Noise source identification process: shaded rows represent the LAFmax values that are above 45 dB and the corresponding time on the audio files that are used to indicate the start and finish time of the listening process.
Results and discussion
Indoor noise levels and noise sources
The indoor LAeq values for 24-h, daytime, evening and nighttime as well as Lden values are presented in Figure 4. The indoor L10, L50, and L90 values for both the indoor and outdoor measurements are shown in Figure 5. All LAeq values in all buildings, except the LAeq,evening on the 15th floor of building D, exceeded the recommended indoor LAeq values by WHO for daytime (35 dB(A)) and nighttime (30 dB(A)). The highest LAeq values are observed in Buildings A, C, and the fourth floor of building D where the indoor levels were above 40 dB(A). Looking at the differences in LAeq between the different times of the day, a slight decrease is observed between daytime and evening, and evening and nighttime levels for most buildings except Building D. The nighttime LAeq values for Building D were higher than daytime and evening levels. A closer inspection of the nighttime noise levels and audio recording in this building showed that the HVAC was off during daytime and evening but on during nighttime and was the main source of noise during this period.
Indoor LAeq values for 24 h, daytime, evening and nighttime, and Lden.
Indoor and outdoor L10, L50, and L90 values calculated for noise monitored continuously for 24 h in one suite per floor.
Unlike the findings of Locher et al., 24 glazing area, number of window panes and outdoor noise level were not found to have significant effects on the indoor noise level. For instance, building B has the highest window-to-wall ratio and the highest outdoor noise levels. However, the indoor noise level in this building is the lowest. Building A has the lowest window-to-wall ratio and low outdoor noise level compared to Building B and C. However, the indoor noise levels in Building A are higher than Buildings B and C. The main reason for this is the HVAC noise in Building A. The HVAC system was on for the entire monitoring period, and it was consistently high dominating the outdoor noise which resulted in the very small fluctuation observed in the building. As shown in Figure 4, the difference between daytime and evening levels, and evening and nighttime levels were only 0.4 and 0.2 dB, respectively, in this building. L n values presented in Figure 5 also confirm this. There is only a 0.7 dB difference between the indoor L10 and L90 values for Building A even though there is an 8.8 dB difference in the corresponding outdoor levels. Locher et al. conducted their measurements for only 3 min per measurement period/location. This would have allowed them to avoid periods where HVAC or other indoor noise sources could contribute to the indoor noise level. In the current study, the HVAC noise also contributed to the high LAFmax noise recorded in Buildings A and the fourth floor of Building D. The LAFmax values in these two buildings were above 45 dB(A) for the entire 8 h during nighttime. In other buildings, the LAFmax was only above 45 dB(A) for no more than 1.5 h during nighttime.

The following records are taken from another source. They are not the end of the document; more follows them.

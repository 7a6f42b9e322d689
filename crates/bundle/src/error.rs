use alloy::{
    eips::eip2718::Eip2718Error,
    network::{Ethereum, TransactionBuilderError},
    transports::TransportError,
};

/// Errors that can occur while decoding a pre-signed transaction and
/// recovering its sender.
#[derive(Debug, thiserror::Error)]
pub enum DecodeError {
    /// Error occurred while decoding the transaction.
    #[error(transparent)]
    Decoding(#[from] Eip2718Error),

    /// Error occurred while recovering the signature.
    #[error(transparent)]
    Recovering(#[from] alloy::consensus::crypto::RecoveryError),
}

/// Errors returned by [`BundleSigner::sign`].
///
/// [`BundleSigner::sign`]: crate::BundleSigner::sign
#[derive(Debug, thiserror::Error)]
#[non_exhaustive]
pub enum SignError {
    /// An explicit nonce was supplied but is not a number.
    #[error("invalid nonce {nonce:?} for bundle item {index}")]
    InvalidNonce {
        /// Index of the item in the bundle.
        index: usize,
        /// The offending nonce text.
        nonce: String,
    },

    /// A pre-signed transaction could not be decoded, or its sender could
    /// not be recovered.
    #[error("failed to decode signed transaction at index {index}: {source}")]
    Decode {
        /// Index of the item in the bundle.
        index: usize,
        /// The underlying decoding error.
        #[source]
        source: DecodeError,
    },

    /// A node query (nonce, chain id, gas estimation) failed.
    #[error("RPC error: {0}")]
    Rpc(#[from] TransportError),

    /// The transaction request could not be built or signed.
    #[error("failed to build transaction at index {index}: {source}")]
    Build {
        /// Index of the item in the bundle.
        index: usize,
        /// The underlying builder error.
        #[source]
        source: TransactionBuilderError<Ethereum>,
    },
}

impl SignError {
    /// Creates a new [`SignError::Decode`].
    pub fn decode(index: usize, source: impl Into<DecodeError>) -> Self {
        Self::Decode { index, source: source.into() }
    }

    /// True if the error was caused by malformed input rather than a node
    /// query or the signing wallet.
    pub const fn is_local(&self) -> bool {
        matches!(self, Self::InvalidNonce { .. } | Self::Decode { .. })
    }
}

#[cfg(test)]
mod test {
    use super::*;

    #[test]
    fn invalid_nonce_display() {
        let err = SignError::InvalidNonce { index: 2, nonce: "abc".to_owned() };
        assert_eq!(err.to_string(), "invalid nonce \"abc\" for bundle item 2");
        assert!(err.is_local());
    }

    #[test]
    fn decode_display_includes_index() {
        let err = SignError::decode(4, Eip2718Error::UnexpectedType(0x7f));
        assert!(err.to_string().starts_with("failed to decode signed transaction at index 4"));
        assert!(err.is_local());
    }

    #[test]
    fn wallet_and_node_errors_are_not_local() {
        let err = SignError::Build {
            index: 0,
            source: TransactionBuilderError::InvalidTransactionRequest(
                alloy::consensus::TxType::Legacy,
                vec!["to"],
            ),
        };
        assert!(!err.is_local());

        let err = SignError::Rpc(TransportError::local_usage_str("no node"));
        assert!(!err.is_local());
    }
}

Results of the noise source identification are presented in Figure 6 and the number of events for the noise sources in each building are presented in Table 2. Light rail noise was only identified in Buildings A and B. Construction noise, mainly hammering and drilling sounds, was identified in Buildings A, C, and D, and was primarily heard during the daytime. People’s voices were only heard in Building C. Siren noise, typically louder than other noise types with median LAFmax values ranging from 47.6 to 52.3 dB(A), was heard in Buildings A, B, and C. Building C had the most number of events for siren noise (n = 10) compared to Buildings A (n = 4) and B (n = 3). However, the median LAFmax for siren noise in Building C was lower than the other buildings. Road traffic noise was heard in all buildings and had the lowest median LAFmax value ranging from 46.9 to 48.9 dB(A). Similar to siren noise, Building C had the most number of traffic noise events (n = 731). However, the median LAFmax for traffic noise in Building C was lower than Buildings B and D.

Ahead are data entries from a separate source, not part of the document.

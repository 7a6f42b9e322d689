use crate::env_utils::{load_parsed_opt, load_string, load_u64_opt, load_url_opt};
use blxr_constants::{
    relay::{DEFAULT_TIMEOUT, RELAY_URL, TRACE_URL},
    ParseNetworkError, RelayNetwork,
};
use std::time::Duration;

/// Environment variable holding the relay API key.
pub const AUTH_HEADER_ENV: &str = "BLXR_AUTH_HEADER";
/// Environment variable selecting the network.
pub const NETWORK_ENV: &str = "BLXR_NETWORK";
/// Environment variable overriding the relay URL.
pub const RELAY_URL_ENV: &str = "BLXR_RELAY_URL";
/// Environment variable overriding the trace URL.
pub const TRACE_URL_ENV: &str = "BLXR_TRACE_URL";
/// Environment variable overriding the request timeout, in milliseconds.
pub const TIMEOUT_MS_ENV: &str = "BLXR_TIMEOUT_MS";

/// Errors loading or applying relay configuration.
#[derive(Debug, thiserror::Error)]
pub enum ConfigError {
    /// Error loading from environment variable
    #[error("missing or non-unicode environment variable: {0}")]
    Var(String),
    /// Error parsing environment variable
    #[error("failed to parse environment variable: {0}")]
    Parse(#[from] std::num::ParseIntError),
    /// Error parsing a URL.
    #[error(transparent)]
    Url(#[from] url::ParseError),
    /// Unknown network name.
    #[error(transparent)]
    Network(#[from] ParseNetworkError),
    /// The HTTP client could not be built.
    #[error("failed to build HTTP client: {0}")]
    Client(#[from] reqwest::Error),
}

impl ConfigError {
    /// Missing or non-unicode env var.
    pub fn missing(s: &str) -> Self {
        ConfigError::Var(s.to_string())
    }
}

/// Configuration for a [`RelayClient`].
///
/// [`RelayClient`]: crate::RelayClient
#[derive(Debug, Clone, PartialEq, Eq)]
pub struct RelayConfig {
    /// JSON-RPC endpoint of the relay.
    pub relay_url: reqwest::Url,
    /// Base URL of the bundle trace service.
    pub trace_url: reqwest::Url,
    /// Value of the `Authorization` header.
    pub auth_header: String,
    /// Network bundles are sent to.
    pub network: RelayNetwork,
    /// Per-request timeout.
    pub timeout: Duration,
}

impl RelayConfig {
    /// Create a config for `network` with the default endpoints.
    pub fn new(auth_header: impl Into<String>, network: RelayNetwork) -> Self {
        Self {
            relay_url: default_url(RELAY_URL),
            trace_url: default_url(TRACE_URL),
            auth_header: auth_header.into(),
            network,
            timeout: DEFAULT_TIMEOUT,
        }
    }

    /// Load the config from the environment.
    ///
    /// Only [`AUTH_HEADER_ENV`] is required. The network defaults to
    /// mainnet.
    pub fn from_env() -> Result<Self, ConfigError> {
        let auth_header = load_string(AUTH_HEADER_ENV)?;
        let network = load_parsed_opt::<RelayNetwork>(NETWORK_ENV)?.unwrap_or_default();
        let mut config = Self::new(auth_header, network);

        if let Some(url) = load_url_opt(RELAY_URL_ENV)? {
            config.relay_url = url;
        }
        if let Some(url) = load_url_opt(TRACE_URL_ENV)? {
            config.trace_url = url;
        }
        if let Some(ms) = load_u64_opt(TIMEOUT_MS_ENV)? {
            config.timeout = Duration::from_millis(ms);
        }
        Ok(config)
    }

    /// Set the relay URL.
    pub fn with_relay_url(mut self, url: reqwest::Url) -> Self {
        self.relay_url = url;
        self
    }

    /// Set the trace URL.
    pub fn with_trace_url(mut self, url: reqwest::Url) -> Self {
        self.trace_url = url;
        self
    }

    /// Set the request timeout.
    pub const fn with_timeout(mut self, timeout: Duration) -> Self {
        self.timeout = timeout;
        self
    }
}

fn default_url(url: &str) -> reqwest::Url {
    reqwest::Url::parse(url).expect("default relay URL invalid")
}

#[cfg(test)]
mod test {
    use super::*;

    #[test]
    fn defaults() {
        let config = RelayConfig::new("key", RelayNetwork::BscMainnet);
        assert_eq!(config.relay_url.as_str(), "https://mev.api.blxrbdn.com/");
        assert_eq!(config.trace_url.as_str(), "https://tools.bloxroute.com/");
        assert_eq!(config.timeout, DEFAULT_TIMEOUT);
        assert_eq!(config.network, RelayNetwork::BscMainnet);
    }

    #[test]
    fn builders() {
        let url = reqwest::Url::parse("http://127.0.0.1:8080").unwrap();
        let config = RelayConfig::new("key", RelayNetwork::Mainnet)
            .with_relay_url(url.clone())
            .with_trace_url(url.clone())
            .with_timeout(Duration::from_secs(1));
        assert_eq!(config.relay_url, url);
        assert_eq!(config.trace_url, url);
        assert_eq!(config.timeout, Duration::from_secs(1));
    }

    #[test]
    fn missing_var_display() {
        let err = ConfigError::missing(AUTH_HEADER_ENV);
        assert_eq!(
            err.to_string(),
            "missing or non-unicode environment variable: BLXR_AUTH_HEADER"
        );
    }
}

Indoor LAFmax values of the various noise sources heard in the test buildings. The middle lines represent the median value.

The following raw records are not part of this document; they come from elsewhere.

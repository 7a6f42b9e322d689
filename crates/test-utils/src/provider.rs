//! Mocked node provider.
use alloy::{
    primitives::U64,
    providers::{Provider, ProviderBuilder},
    transports::mock::Asserter,
};

/// Create a provider answered by `asserter`, with no fillers.
///
/// Responses are consumed in request order, so tests push one response per
/// expected node query.
pub fn mock_provider(asserter: &Asserter) -> impl Provider + Clone {
    ProviderBuilder::new().disable_recommended_fillers().connect_mocked_client(asserter.clone())
}

/// Push a quantity response, as returned by `eth_getTransactionCount`,
/// `eth_estimateGas`, `eth_chainId` and `eth_blockNumber`.
pub fn push_quantity(asserter: &Asserter, value: u64) {
    asserter.push_success(&U64::from(value));
}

The number of events for each noise source identified in the study buildings.
Outdoor noise levels
The outdoor LAeq values for 24-h, daytime, evening and nighttime as well as Lden values are presented in Figure 7. The outdoor LAeq values ranged from 53.8 to 68.2 dB(A) for daytime, 53.5 to 66.0 dB(A) for evening, and 49.8 to 61.9 dB(A) for nighttime. The outdoor LAeq,24h values in Building D were 3.2–13.7 dB(A) lower than in other buildings. This could be because the building is not near major roads, which reduces exposure to traffic noise. Unlike the other buildings, the monitoring in Building D was conducted during the weekend when noise levels, specifically traffic noise, might be lower than during the weekdays. Indoor noise levels in this building, however, were not the lowest compared to other buildings due to the HVAC noise discussed previously. A comparison of the indoor levels at different floors in Buildings B and D shows that higher floors have lower indoor LAeq. The outdoor levels for Building B follow a similar trend with the LAeq,24 h on the sixth floor 5.5 dB lower than the second floor. For Building D, however, the outdoor LAeq,24h on the 15th floor was 4.1 dB higher than on the fourth floor. The monitoring on the two floors was conducted on different days and the outdoor noise levels were likely higher when the noise was monitored on the 15th floor compared to the fourth floor. Despite having higher outdoor noise levels compared to the fourth floor, the indoor noise levels on the 15th floor are lower than on the fourth floor. This suggests that the low indoor noise level on the 15th floor was not because of the reduction of outdoor noise exposure but might have been due to lower HVAC noise compared to that of the fourth floor.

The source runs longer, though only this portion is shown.